[[ EXERCISE INPUT open ]]

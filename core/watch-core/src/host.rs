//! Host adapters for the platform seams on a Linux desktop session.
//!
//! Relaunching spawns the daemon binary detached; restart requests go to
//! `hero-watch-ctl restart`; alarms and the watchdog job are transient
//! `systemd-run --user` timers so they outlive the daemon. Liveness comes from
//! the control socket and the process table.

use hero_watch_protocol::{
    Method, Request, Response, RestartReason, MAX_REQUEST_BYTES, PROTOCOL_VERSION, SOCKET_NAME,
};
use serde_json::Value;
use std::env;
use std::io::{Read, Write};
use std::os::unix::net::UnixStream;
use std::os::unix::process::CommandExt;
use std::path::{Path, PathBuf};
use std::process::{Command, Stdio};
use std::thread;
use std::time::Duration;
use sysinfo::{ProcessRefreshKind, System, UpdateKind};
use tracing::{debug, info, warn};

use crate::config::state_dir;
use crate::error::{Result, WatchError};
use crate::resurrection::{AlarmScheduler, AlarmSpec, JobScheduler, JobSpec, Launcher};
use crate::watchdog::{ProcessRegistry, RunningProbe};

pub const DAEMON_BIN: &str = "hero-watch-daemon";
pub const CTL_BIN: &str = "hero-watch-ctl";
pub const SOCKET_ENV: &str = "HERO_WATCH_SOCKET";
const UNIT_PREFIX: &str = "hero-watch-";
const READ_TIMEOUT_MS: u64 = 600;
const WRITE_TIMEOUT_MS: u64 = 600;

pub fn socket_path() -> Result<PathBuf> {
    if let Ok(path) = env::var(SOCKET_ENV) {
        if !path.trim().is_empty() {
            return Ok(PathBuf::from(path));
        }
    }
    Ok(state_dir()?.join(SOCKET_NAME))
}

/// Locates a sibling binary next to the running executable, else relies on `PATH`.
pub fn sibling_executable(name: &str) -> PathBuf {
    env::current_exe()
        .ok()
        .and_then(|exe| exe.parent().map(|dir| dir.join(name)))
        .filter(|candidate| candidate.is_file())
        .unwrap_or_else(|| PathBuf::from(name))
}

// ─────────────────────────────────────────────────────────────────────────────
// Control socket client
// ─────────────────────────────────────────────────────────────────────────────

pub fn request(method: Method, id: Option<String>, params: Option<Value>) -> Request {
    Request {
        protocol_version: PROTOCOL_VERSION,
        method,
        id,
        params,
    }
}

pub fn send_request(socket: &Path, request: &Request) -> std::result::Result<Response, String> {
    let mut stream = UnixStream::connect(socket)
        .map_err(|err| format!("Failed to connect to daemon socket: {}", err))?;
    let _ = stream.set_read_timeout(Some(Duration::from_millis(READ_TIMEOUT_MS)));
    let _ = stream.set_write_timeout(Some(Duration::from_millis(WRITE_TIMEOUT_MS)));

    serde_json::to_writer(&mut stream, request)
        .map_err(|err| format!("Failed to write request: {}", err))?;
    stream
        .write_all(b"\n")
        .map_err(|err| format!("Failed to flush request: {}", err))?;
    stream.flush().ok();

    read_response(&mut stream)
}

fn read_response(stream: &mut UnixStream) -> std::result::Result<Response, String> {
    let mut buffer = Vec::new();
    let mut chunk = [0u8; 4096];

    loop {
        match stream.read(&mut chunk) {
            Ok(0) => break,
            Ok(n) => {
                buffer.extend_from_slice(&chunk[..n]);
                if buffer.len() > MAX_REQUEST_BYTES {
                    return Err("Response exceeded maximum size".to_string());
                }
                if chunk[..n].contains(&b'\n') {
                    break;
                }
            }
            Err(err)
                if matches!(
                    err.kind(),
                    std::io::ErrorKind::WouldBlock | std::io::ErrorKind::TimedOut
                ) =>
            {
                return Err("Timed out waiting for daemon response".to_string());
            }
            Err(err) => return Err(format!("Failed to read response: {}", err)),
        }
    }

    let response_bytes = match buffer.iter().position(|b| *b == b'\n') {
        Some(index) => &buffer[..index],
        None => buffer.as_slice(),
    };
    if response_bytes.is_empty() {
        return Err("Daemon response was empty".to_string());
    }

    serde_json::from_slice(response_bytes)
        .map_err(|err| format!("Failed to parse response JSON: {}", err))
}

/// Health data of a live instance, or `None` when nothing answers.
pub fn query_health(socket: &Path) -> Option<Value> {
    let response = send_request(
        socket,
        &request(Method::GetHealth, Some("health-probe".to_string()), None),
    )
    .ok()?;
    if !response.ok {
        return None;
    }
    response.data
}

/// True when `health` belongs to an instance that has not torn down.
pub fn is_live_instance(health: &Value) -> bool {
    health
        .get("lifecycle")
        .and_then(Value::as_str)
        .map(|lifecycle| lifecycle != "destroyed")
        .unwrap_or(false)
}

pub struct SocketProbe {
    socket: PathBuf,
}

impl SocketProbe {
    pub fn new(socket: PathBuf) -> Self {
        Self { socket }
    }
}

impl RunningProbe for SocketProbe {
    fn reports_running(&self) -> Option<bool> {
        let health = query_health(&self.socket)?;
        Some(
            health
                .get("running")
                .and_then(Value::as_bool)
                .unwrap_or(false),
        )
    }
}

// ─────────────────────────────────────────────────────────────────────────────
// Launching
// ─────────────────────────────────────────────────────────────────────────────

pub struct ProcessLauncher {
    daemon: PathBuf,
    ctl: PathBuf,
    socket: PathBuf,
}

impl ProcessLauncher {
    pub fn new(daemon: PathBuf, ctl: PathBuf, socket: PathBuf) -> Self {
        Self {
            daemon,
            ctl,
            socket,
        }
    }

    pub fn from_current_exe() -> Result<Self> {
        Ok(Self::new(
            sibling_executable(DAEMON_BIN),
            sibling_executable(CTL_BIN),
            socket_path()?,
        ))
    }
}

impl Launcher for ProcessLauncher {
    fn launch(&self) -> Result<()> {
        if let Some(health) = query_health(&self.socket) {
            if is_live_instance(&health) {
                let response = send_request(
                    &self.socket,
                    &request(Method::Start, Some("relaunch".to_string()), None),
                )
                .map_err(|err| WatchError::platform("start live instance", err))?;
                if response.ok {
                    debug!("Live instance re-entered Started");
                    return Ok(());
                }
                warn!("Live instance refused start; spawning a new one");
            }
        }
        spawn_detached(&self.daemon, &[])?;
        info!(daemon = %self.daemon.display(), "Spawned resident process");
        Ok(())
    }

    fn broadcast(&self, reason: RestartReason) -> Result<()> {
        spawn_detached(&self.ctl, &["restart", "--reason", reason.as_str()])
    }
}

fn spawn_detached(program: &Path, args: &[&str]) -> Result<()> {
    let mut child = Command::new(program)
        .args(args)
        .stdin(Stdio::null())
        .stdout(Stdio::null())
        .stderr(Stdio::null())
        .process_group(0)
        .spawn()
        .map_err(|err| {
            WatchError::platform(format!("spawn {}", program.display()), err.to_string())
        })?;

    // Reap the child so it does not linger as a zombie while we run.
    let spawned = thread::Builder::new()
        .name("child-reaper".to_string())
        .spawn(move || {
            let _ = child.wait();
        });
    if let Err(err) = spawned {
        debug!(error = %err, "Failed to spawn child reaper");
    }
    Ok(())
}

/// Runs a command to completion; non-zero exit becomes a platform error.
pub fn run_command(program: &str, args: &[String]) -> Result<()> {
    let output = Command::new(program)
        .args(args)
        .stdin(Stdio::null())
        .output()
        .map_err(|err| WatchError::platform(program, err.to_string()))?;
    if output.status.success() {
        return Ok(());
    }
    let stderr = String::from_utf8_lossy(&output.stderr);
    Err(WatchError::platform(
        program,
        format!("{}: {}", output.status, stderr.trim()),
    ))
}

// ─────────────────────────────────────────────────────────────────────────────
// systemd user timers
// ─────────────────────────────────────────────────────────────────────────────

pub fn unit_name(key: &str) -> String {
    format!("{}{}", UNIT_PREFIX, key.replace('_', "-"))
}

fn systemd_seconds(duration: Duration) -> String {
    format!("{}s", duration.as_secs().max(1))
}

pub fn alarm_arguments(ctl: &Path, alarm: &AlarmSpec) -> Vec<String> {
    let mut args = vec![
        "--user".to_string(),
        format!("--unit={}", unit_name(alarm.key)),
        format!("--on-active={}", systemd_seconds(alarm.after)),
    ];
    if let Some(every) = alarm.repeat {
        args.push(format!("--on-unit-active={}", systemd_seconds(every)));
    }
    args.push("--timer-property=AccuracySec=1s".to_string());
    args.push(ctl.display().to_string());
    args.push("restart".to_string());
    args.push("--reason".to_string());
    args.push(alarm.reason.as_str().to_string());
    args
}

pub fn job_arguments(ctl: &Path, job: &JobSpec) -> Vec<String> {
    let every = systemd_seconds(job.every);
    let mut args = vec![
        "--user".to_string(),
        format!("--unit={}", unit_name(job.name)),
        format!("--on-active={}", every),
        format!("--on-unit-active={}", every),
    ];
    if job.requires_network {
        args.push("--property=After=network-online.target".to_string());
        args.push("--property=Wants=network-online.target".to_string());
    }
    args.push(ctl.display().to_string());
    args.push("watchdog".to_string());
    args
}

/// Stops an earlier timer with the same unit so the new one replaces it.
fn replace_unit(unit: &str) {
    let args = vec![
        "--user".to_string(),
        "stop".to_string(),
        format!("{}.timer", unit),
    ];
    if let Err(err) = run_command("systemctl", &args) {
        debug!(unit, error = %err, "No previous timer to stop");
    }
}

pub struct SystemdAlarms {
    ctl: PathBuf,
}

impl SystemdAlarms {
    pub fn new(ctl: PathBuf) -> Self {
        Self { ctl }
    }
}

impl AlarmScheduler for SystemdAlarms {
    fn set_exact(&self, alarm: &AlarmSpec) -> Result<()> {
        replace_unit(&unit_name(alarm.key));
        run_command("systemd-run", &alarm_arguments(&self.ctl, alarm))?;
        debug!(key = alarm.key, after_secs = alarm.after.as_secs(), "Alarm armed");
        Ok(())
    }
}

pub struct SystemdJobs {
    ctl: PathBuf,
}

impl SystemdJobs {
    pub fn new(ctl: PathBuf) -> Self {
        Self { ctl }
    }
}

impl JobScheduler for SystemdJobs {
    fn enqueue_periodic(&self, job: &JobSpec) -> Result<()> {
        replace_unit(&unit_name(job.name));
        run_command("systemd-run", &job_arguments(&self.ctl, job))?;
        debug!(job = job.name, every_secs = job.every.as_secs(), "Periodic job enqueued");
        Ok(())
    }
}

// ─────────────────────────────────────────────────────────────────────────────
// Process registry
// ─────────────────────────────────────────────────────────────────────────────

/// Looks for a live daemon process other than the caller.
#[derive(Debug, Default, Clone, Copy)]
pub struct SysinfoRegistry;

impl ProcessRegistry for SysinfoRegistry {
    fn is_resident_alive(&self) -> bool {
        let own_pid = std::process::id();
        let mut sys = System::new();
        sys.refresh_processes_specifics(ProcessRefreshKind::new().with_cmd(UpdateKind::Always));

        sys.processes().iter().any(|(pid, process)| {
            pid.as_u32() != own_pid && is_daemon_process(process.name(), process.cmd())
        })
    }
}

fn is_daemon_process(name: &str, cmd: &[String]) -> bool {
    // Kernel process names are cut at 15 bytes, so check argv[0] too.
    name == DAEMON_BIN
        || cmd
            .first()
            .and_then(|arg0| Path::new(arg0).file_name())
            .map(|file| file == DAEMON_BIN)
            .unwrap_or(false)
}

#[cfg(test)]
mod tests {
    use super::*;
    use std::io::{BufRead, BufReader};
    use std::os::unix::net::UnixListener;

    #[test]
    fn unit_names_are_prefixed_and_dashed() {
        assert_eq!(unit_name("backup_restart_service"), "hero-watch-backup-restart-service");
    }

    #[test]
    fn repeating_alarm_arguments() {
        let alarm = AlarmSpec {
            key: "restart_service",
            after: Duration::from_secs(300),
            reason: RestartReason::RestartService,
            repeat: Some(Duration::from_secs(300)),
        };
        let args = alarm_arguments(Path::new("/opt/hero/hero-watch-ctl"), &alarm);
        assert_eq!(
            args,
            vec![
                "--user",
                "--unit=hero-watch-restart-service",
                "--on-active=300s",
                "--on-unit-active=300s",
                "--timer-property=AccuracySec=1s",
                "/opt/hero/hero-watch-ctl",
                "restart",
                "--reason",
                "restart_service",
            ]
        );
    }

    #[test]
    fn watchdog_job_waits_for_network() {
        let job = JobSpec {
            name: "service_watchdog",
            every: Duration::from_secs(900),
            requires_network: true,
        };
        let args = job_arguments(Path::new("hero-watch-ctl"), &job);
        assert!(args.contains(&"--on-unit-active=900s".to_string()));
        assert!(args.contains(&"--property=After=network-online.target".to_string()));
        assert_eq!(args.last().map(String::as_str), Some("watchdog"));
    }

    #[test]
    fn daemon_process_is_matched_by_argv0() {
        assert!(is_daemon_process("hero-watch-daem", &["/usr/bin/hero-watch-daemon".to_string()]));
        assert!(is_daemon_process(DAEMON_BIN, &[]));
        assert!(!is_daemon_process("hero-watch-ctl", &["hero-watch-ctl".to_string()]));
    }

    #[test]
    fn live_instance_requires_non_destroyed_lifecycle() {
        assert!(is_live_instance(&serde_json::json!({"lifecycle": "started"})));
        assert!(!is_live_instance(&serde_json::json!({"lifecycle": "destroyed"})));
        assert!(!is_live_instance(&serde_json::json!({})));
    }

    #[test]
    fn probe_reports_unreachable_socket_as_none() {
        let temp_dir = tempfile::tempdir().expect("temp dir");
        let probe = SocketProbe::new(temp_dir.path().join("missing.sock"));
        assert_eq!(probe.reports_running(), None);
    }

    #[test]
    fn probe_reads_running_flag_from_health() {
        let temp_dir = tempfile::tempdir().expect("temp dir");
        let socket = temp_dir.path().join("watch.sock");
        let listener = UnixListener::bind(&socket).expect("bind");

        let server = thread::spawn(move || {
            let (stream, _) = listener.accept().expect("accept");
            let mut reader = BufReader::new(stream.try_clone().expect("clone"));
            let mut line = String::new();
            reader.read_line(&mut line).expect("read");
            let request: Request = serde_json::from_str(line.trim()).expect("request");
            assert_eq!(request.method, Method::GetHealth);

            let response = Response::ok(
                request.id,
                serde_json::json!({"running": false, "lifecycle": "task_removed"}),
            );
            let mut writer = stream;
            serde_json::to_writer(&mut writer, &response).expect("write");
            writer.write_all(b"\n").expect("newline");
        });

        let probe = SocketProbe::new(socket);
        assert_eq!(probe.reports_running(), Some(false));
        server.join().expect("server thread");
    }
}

[[ EXERCISE INPUT closed ]]

_AIM OF THE EXERCISE:_ Scan the records above. Return every line with "JobSpec" in it.

_EXPECTED ANSWER:_
use crate::resurrection::{AlarmScheduler, AlarmSpec, JobScheduler, JobSpec, Launcher};
pub fn job_arguments(ctl: &Path, job: &JobSpec) -> Vec<String> {
    fn enqueue_periodic(&self, job: &JobSpec) -> Result<()> {
        let job = JobSpec {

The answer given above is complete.